↓

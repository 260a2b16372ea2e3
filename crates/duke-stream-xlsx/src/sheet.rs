//! One worksheet part, streamed row by row

use log::{debug, error};

use duke_stream_core::{
    cell_label, CellAddress, CellInput, Error, SharedStringTable, StyleDescriptor, StyleRegistry,
    MAX_COLS,
};

use crate::encoder::CellEncoder;
use crate::error::{XlsxError, XlsxResult};
use crate::sink::BufferedSink;
use crate::storage::Backing;

/// Widest possible dimension reference, used to size the placeholder
const MAX_DIMENSION_REF: &str = "A1:XFD1048576";

/// A worksheet being written
///
/// Rows go straight to the sheet's backing storage. The `<dimension>`
/// element is written as a padded placeholder when the sheet opens and
/// patched in place by [`finalize`](Self::finalize).
pub struct SheetStream {
    name: String,
    part_number: usize,
    sink: Option<BufferedSink<Backing>>,
    content: Option<Backing>,
    row_count: u32,
    max_col: u16,
    dimension_offset: u64,
    finalized: bool,
    failed: bool,
}

impl SheetStream {
    /// Open a sheet and write its prologue
    ///
    /// `part_number` is the 1-based N of `xl/worksheets/sheetN.xml`; the
    /// first part is shown as the selected tab.
    pub fn open(
        name: &str,
        part_number: usize,
        storage: Backing,
        col_width: f64,
    ) -> XlsxResult<Self> {
        let mut sink = BufferedSink::new(storage);

        sink.write_str("<?xml version=\"1.0\" encoding=\"UTF-8\" standalone=\"yes\"?>\n")?;
        sink.write_str(
            "<worksheet xmlns=\"http://schemas.openxmlformats.org/spreadsheetml/2006/main\" \
             xmlns:r=\"http://schemas.openxmlformats.org/officeDocument/2006/relationships\">",
        )?;

        let dimension_offset = sink.tell()?;
        sink.write_str(&dimension_xml("A1"))?;

        let tab_selected = if part_number == 1 { " tabSelected=\"1\"" } else { "" };
        sink.write_str(&format!(
            "<sheetViews><sheetView{} workbookViewId=\"0\"/></sheetViews>",
            tab_selected
        ))?;
        sink.write_str(&format!(
            "<cols><col min=\"1\" max=\"{}\" style=\"0\" customWidth=\"1\" width=\"{}\"/></cols>",
            MAX_COLS, col_width
        ))?;
        sink.write_str("<sheetData>")?;

        debug!("Opened sheet '{}' as sheet{}.xml", name, part_number);

        Ok(Self {
            name: name.to_string(),
            part_number,
            sink: Some(sink),
            content: None,
            row_count: 0,
            max_col: 0,
            dimension_offset,
            finalized: false,
            failed: false,
        })
    }

    /// Sheet name
    pub fn name(&self) -> &str {
        &self.name
    }

    /// 1-based part number
    pub fn part_number(&self) -> usize {
        self.part_number
    }

    /// Name of the part inside `xl/worksheets/`
    pub fn part_name(&self) -> String {
        format!("sheet{}.xml", self.part_number)
    }

    /// Number of rows written so far
    pub fn row_count(&self) -> u32 {
        self.row_count
    }

    /// Whether [`finalize`](Self::finalize) has run
    pub fn is_finalized(&self) -> bool {
        self.finalized
    }

    /// Whether the backing storage failed at some point
    pub fn is_failed(&self) -> bool {
        self.failed
    }

    /// Reference covering every written cell, e.g. `A1:C10`
    pub fn dimension(&self) -> String {
        if self.row_count == 0 {
            return "A1".to_string();
        }
        let last = cell_label(self.row_count - 1, self.max_col);
        if last == "A1" {
            last
        } else {
            format!("A1:{}", last)
        }
    }

    /// Append one row
    ///
    /// `style_for` gives the style descriptor of each column index. An empty
    /// `values` slice writes nothing. Once the backing storage has failed,
    /// rows are accepted and dropped.
    pub fn write_row<F>(
        &mut self,
        values: &[CellInput],
        mut style_for: F,
        encoder: &CellEncoder,
        styles: &mut StyleRegistry,
        strings: &mut SharedStringTable,
    ) -> XlsxResult<()>
    where
        F: FnMut(usize) -> StyleDescriptor,
    {
        if self.finalized {
            return Err(XlsxError::SheetFinalized(self.name.clone()));
        }
        if values.is_empty() || self.failed {
            return Ok(());
        }

        let last = CellAddress::checked(self.row_count, values.len() - 1)?;
        let row = self.row_count;

        let Some(sink) = self.sink.as_mut() else {
            return Err(XlsxError::SheetSink(self.name.clone()));
        };

        let result = (|| -> std::io::Result<()> {
            sink.write_str(&format!("<row r=\"{}\">", row + 1))?;
            for (col, value) in values.iter().enumerate() {
                let style = style_for(col);
                // col < MAX_COLS was checked above
                encoder.write_cell(sink, row, col as u16, value, &style, styles, strings)?;
            }
            sink.write_str("</row>")
        })();

        if sink.is_failed() {
            self.failed = true;
        }
        result?;

        self.row_count += 1;
        self.max_col = self.max_col.max(last.col);
        Ok(())
    }

    /// Close the sheet: end the XML, patch the dimension, release the sink
    ///
    /// Calling it again is a no-op. A sheet whose storage failed earlier is
    /// finalized without error; assembly reports it instead.
    pub fn finalize(&mut self) -> XlsxResult<()> {
        if self.finalized {
            return Ok(());
        }
        self.finalized = true;

        let Some(sink) = self.sink.take() else {
            return Ok(());
        };
        if sink.is_failed() {
            self.failed = true;
            return Ok(());
        }

        let dimension = self.dimension();
        match close_sheet(sink, self.dimension_offset, &dimension) {
            Ok(content) => {
                debug!(
                    "Finalized sheet '{}' ({} rows, dimension {})",
                    self.name, self.row_count, dimension
                );
                self.content = Some(content);
                Ok(())
            }
            Err(e) => {
                error!("Failed to finalize sheet '{}': {}", self.name, e);
                self.failed = true;
                Err(e.into())
            }
        }
    }

    /// Finished part content, available once the sheet is finalized
    pub fn content(&mut self) -> XlsxResult<&mut Backing> {
        if self.failed {
            return Err(XlsxError::SheetSink(self.name.clone()));
        }
        self.content.as_mut().ok_or_else(|| {
            XlsxError::Core(Error::other(format!(
                "Sheet '{}' has not been finalized",
                self.name
            )))
        })
    }
}

fn close_sheet(
    mut sink: BufferedSink<Backing>,
    dimension_offset: u64,
    dimension: &str,
) -> std::io::Result<Backing> {
    sink.write_str("</sheetData></worksheet>")?;
    let end = sink.tell()?;
    sink.seek(dimension_offset)?;
    sink.write_str(&dimension_xml(dimension))?;
    sink.seek(end)?;
    sink.close()
}

/// `<dimension>` element padded to the width of the largest reference
fn dimension_xml(reference: &str) -> String {
    format!(
        "<dimension ref=\"{}\"/>{:pad$}",
        reference,
        "",
        pad = MAX_DIMENSION_REF.len().saturating_sub(reference.len())
    )
}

↑

WHAT IS EXPECTED: Please, from the entries above, set down exactly the lines from the one containing "written so far" through the one containing "pub fn dimension(&self)", and only those.

COMPLETED TASK:
    /// Number of rows written so far
    pub fn row_count(&self) -> u32 {
        self.row_count
    }

    /// Whether [`finalize`](Self::finalize) has run
    pub fn is_finalized(&self) -> bool {
        self.finalized
    }

    /// Whether the backing storage failed at some point
    pub fn is_failed(&self) -> bool {
        self.failed
    }

    /// Reference covering every written cell, e.g. `A1:C10`
    pub fn dimension(&self) -> String {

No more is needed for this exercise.